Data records
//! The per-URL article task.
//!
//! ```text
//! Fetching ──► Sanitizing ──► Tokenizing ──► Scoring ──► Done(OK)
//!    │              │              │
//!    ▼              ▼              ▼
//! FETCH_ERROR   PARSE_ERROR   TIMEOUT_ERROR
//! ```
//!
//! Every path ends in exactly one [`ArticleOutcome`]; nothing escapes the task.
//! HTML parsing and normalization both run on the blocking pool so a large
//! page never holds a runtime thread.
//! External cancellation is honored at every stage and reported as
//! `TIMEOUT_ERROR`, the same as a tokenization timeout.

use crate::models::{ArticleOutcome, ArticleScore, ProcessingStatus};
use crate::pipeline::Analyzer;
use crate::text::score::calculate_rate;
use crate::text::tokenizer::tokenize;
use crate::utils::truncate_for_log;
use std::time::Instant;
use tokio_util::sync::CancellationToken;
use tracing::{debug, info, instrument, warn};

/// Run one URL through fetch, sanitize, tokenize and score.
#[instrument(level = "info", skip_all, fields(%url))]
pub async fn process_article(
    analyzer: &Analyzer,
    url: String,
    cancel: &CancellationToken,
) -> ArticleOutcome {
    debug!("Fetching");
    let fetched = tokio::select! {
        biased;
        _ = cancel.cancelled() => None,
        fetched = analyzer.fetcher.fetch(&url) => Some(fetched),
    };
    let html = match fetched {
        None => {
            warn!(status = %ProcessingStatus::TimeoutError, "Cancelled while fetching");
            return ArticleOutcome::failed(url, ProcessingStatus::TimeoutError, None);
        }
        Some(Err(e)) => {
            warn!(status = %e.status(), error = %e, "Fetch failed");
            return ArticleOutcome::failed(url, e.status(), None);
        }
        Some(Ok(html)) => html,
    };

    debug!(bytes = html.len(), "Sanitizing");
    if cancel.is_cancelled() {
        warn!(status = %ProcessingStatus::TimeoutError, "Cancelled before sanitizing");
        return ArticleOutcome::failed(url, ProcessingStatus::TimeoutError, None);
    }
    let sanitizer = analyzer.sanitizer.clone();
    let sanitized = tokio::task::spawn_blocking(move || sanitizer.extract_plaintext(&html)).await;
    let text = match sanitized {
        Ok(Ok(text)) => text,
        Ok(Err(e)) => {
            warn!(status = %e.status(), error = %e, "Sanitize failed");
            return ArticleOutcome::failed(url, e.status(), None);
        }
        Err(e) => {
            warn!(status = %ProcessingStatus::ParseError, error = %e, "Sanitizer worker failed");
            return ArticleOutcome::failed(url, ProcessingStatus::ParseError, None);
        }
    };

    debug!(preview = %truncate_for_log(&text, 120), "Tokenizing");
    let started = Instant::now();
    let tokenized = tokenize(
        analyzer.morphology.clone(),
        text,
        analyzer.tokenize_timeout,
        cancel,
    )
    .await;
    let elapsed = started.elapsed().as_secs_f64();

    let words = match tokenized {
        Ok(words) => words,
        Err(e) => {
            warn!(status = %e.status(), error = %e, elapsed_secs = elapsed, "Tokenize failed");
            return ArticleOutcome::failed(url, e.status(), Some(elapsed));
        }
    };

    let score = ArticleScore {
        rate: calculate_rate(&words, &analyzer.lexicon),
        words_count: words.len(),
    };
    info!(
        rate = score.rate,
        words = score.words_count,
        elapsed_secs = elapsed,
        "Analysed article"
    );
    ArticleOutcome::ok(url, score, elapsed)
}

■ **What you should do**
Only the lines from the one bearing "warn!(status = %e.status(), error = %e, elapsed_secs" through the end of the entries above belong in the answer, each one exactly as given.

■ **Result for this exercise**
            warn!(status = %e.status(), error = %e, elapsed_secs = elapsed, "Tokenize failed");
            return ArticleOutcome::failed(url, e.status(), Some(elapsed));
        }
    };

    let score = ArticleScore {
        rate: calculate_rate(&words, &analyzer.lexicon),
        words_count: words.len(),
    };
    info!(
        rate = score.rate,
        words = score.words_count,
        elapsed_secs = elapsed,
        "Analysed article"
    );
    ArticleOutcome::ok(url, score, elapsed)
}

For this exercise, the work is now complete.